What is being asked
Each entry must be written out again exactly as it stands.

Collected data

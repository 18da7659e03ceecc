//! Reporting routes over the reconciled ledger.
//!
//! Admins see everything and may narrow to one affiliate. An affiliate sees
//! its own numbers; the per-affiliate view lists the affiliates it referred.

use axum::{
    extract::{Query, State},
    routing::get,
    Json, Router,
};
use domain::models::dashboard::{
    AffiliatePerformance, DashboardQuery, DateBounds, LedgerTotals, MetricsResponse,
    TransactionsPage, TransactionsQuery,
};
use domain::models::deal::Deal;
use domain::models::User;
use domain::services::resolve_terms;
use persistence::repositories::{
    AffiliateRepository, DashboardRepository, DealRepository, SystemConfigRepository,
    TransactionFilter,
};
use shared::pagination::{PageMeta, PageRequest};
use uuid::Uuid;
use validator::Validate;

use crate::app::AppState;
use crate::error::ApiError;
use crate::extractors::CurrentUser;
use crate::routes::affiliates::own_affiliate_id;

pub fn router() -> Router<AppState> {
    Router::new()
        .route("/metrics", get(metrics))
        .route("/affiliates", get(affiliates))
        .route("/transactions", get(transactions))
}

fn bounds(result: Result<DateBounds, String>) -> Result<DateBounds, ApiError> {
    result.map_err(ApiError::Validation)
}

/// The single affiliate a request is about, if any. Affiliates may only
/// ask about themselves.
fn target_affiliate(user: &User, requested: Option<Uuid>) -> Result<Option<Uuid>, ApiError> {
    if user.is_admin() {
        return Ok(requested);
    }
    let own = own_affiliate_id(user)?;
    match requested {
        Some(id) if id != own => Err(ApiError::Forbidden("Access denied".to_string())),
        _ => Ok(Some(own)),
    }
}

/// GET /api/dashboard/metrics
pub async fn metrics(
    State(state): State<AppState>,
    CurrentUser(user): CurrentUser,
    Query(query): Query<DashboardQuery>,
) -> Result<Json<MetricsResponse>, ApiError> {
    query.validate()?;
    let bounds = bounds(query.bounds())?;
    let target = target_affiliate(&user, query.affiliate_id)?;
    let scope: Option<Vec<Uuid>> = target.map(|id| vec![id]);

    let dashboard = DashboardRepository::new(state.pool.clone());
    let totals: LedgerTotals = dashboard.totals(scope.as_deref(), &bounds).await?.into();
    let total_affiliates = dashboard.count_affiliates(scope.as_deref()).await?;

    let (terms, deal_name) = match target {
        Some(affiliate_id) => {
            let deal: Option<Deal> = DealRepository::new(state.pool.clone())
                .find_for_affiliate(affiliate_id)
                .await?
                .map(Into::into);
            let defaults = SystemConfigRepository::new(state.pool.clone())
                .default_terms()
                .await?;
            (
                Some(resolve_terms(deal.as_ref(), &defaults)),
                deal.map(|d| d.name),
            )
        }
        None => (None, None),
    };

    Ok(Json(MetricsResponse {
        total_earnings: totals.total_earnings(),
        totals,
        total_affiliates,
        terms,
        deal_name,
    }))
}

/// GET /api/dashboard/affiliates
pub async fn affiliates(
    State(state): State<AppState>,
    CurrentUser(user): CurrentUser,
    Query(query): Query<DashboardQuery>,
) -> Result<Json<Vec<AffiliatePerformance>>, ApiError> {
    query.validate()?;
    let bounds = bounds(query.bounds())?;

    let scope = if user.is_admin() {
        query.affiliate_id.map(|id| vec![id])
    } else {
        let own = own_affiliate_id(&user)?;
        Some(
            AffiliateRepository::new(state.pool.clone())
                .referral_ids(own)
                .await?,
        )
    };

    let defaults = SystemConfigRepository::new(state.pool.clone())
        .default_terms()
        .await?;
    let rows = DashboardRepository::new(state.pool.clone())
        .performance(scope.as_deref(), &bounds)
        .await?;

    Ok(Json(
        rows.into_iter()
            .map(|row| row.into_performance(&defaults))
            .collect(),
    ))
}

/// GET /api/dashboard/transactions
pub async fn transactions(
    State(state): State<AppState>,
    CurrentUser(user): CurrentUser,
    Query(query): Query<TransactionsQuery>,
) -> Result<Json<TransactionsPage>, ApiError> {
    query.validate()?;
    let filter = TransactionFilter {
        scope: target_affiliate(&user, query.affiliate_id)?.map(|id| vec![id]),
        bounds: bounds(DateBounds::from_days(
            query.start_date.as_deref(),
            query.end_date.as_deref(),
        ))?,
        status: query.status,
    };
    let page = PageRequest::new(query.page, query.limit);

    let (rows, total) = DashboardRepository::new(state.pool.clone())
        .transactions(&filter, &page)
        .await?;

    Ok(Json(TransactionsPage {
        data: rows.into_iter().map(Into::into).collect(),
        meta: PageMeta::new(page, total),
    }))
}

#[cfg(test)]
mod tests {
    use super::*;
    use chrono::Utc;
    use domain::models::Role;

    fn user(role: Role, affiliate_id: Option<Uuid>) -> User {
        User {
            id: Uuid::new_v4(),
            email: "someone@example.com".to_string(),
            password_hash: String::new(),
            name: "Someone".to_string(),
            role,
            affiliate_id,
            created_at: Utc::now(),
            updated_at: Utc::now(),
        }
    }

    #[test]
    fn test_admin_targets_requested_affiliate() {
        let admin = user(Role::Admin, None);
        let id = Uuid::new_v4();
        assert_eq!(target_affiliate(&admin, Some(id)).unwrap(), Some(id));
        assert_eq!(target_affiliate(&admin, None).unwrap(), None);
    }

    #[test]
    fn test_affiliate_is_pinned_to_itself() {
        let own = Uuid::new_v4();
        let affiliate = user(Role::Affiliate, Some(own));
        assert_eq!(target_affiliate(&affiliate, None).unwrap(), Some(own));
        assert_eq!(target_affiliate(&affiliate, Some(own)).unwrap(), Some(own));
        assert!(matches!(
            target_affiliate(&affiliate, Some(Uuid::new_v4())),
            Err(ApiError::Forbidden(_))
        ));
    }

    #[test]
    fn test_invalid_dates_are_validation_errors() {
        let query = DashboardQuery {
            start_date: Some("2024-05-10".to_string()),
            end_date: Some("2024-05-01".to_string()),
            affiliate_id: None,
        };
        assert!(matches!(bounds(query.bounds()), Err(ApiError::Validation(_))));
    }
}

Result of this exercise
repository 18da7659e03ceecc
//! Reporting routes over the reconciled ledger.
//!
//! Admins see everything and may narrow to one affiliate. An affiliate sees
//! its own numbers; the per-affiliate view lists the affiliates it referred.

use axum::{
    extract::{Query, State},
    routing::get,
    Json, Router,
};
use domain::models::dashboard::{
    AffiliatePerformance, DashboardQuery, DateBounds, LedgerTotals, MetricsResponse,
    TransactionsPage, TransactionsQuery,
};
use domain::models::deal::Deal;
use domain::models::User;
use domain::services::resolve_terms;
use persistence::repositories::{
    AffiliateRepository, DashboardRepository, DealRepository, SystemConfigRepository,
    TransactionFilter,
};
use shared::pagination::{PageMeta, PageRequest};
use uuid::Uuid;
use validator::Validate;

use crate::app::AppState;
use crate::error::ApiError;
use crate::extractors::CurrentUser;
use crate::routes::affiliates::own_affiliate_id;

pub fn router() -> Router<AppState> {
    Router::new()
        .route("/metrics", get(metrics))
        .route("/affiliates", get(affiliates))
        .route("/transactions", get(transactions))
}

fn bounds(result: Result<DateBounds, String>) -> Result<DateBounds, ApiError> {
    result.map_err(ApiError::Validation)
}

/// The single affiliate a request is about, if any. Affiliates may only
/// ask about themselves.
fn target_affiliate(user: &User, requested: Option<Uuid>) -> Result<Option<Uuid>, ApiError> {
    if user.is_admin() {
        return Ok(requested);
    }
    let own = own_affiliate_id(user)?;
    match requested {
        Some(id) if id != own => Err(ApiError::Forbidden("Access denied".to_string())),
        _ => Ok(Some(own)),
    }
}

/// GET /api/dashboard/metrics
pub async fn metrics(
    State(state): State<AppState>,
    CurrentUser(user): CurrentUser,
    Query(query): Query<DashboardQuery>,
) -> Result<Json<MetricsResponse>, ApiError> {
    query.validate()?;
    let bounds = bounds(query.bounds())?;
    let target = target_affiliate(&user, query.affiliate_id)?;
    let scope: Option<Vec<Uuid>> = target.map(|id| vec![id]);

    let dashboard = DashboardRepository::new(state.pool.clone());
    let totals: LedgerTotals = dashboard.totals(scope.as_deref(), &bounds).await?.into();
    let total_affiliates = dashboard.count_affiliates(scope.as_deref()).await?;

    let (terms, deal_name) = match target {
        Some(affiliate_id) => {
            let deal: Option<Deal> = DealRepository::new(state.pool.clone())
                .find_for_affiliate(affiliate_id)
                .await?
                .map(Into::into);
            let defaults = SystemConfigRepository::new(state.pool.clone())
                .default_terms()
                .await?;
            (
                Some(resolve_terms(deal.as_ref(), &defaults)),
                deal.map(|d| d.name),
            )
        }
        None => (None, None),
    };

    Ok(Json(MetricsResponse {
        total_earnings: totals.total_earnings(),
        totals,
        total_affiliates,
        terms,
        deal_name,
    }))
}

/// GET /api/dashboard/affiliates
pub async fn affiliates(
    State(state): State<AppState>,
    CurrentUser(user): CurrentUser,
    Query(query): Query<DashboardQuery>,
) -> Result<Json<Vec<AffiliatePerformance>>, ApiError> {
    query.validate()?;
    let bounds = bounds(query.bounds())?;

    let scope = if user.is_admin() {
        query.affiliate_id.map(|id| vec![id])
    } else {
        let own = own_affiliate_id(&user)?;
        Some(
            AffiliateRepository::new(state.pool.clone())
                .referral_ids(own)
                .await?,
        )
    };

    let defaults = SystemConfigRepository::new(state.pool.clone())
        .default_terms()
        .await?;
    let rows = DashboardRepository::new(state.pool.clone())
        .performance(scope.as_deref(), &bounds)
        .await?;

    Ok(Json(
        rows.into_iter()
            .map(|row| row.into_performance(&defaults))
            .collect(),
    ))
}

/// GET /api/dashboard/transactions
pub async fn transactions(
    State(state): State<AppState>,
    CurrentUser(user): CurrentUser,
    Query(query): Query<TransactionsQuery>,
) -> Result<Json<TransactionsPage>, ApiError> {
    query.validate()?;
    let filter = TransactionFilter {
        scope: target_affiliate(&user, query.affiliate_id)?.map(|id| vec![id]),
        bounds: bounds(DateBounds::from_days(
            query.start_date.as_deref(),
            query.end_date.as_deref(),
        ))?,
        status: query.status,
    };
    let page = PageRequest::new(query.page, query.limit);

    let (rows, total) = DashboardRepository::new(state.pool.clone())
        .transactions(&filter, &page)
        .await?;

    Ok(Json(TransactionsPage {
        data: rows.into_iter().map(Into::into).collect(),
        meta: PageMeta::new(page, total),
    }))
}

#[cfg(test)]
mod tests {
    use super::*;
    use chrono::Utc;
    use domain::models::Role;

    fn user(role: Role, affiliate_id: Option<Uuid>) -> User {
        User {
            id: Uuid::new_v4(),
            email: "someone@example.com".to_string(),
            password_hash: String::new(),
            name: "Someone".to_string(),
            role,
            affiliate_id,
            created_at: Utc::now(),
            updated_at: Utc::now(),
        }
    }

    #[test]
    fn test_admin_targets_requested_affiliate() {
        let admin = user(Role::Admin, None);
        let id = Uuid::new_v4();
        assert_eq!(target_affiliate(&admin, Some(id)).unwrap(), Some(id));
        assert_eq!(target_affiliate(&admin, None).unwrap(), None);
    }

    #[test]
    fn test_affiliate_is_pinned_to_itself() {
        let own = Uuid::new_v4();
        let affiliate = user(Role::Affiliate, Some(own));
        assert_eq!(target_affiliate(&affiliate, None).unwrap(), Some(own));
        assert_eq!(target_affiliate(&affiliate, Some(own)).unwrap(), Some(own));
        assert!(matches!(
            target_affiliate(&affiliate, Some(Uuid::new_v4())),
            Err(ApiError::Forbidden(_))
        ));
    }

    #[test]
    fn test_invalid_dates_are_validation_errors() {
        let query = DashboardQuery {
            start_date: Some("2024-05-10".to_string()),
            end_date: Some("2024-05-01".to_string()),
            affiliate_id: None,
        };
        assert!(matches!(bounds(query.bounds()), Err(ApiError::Validation(_))));
    }
}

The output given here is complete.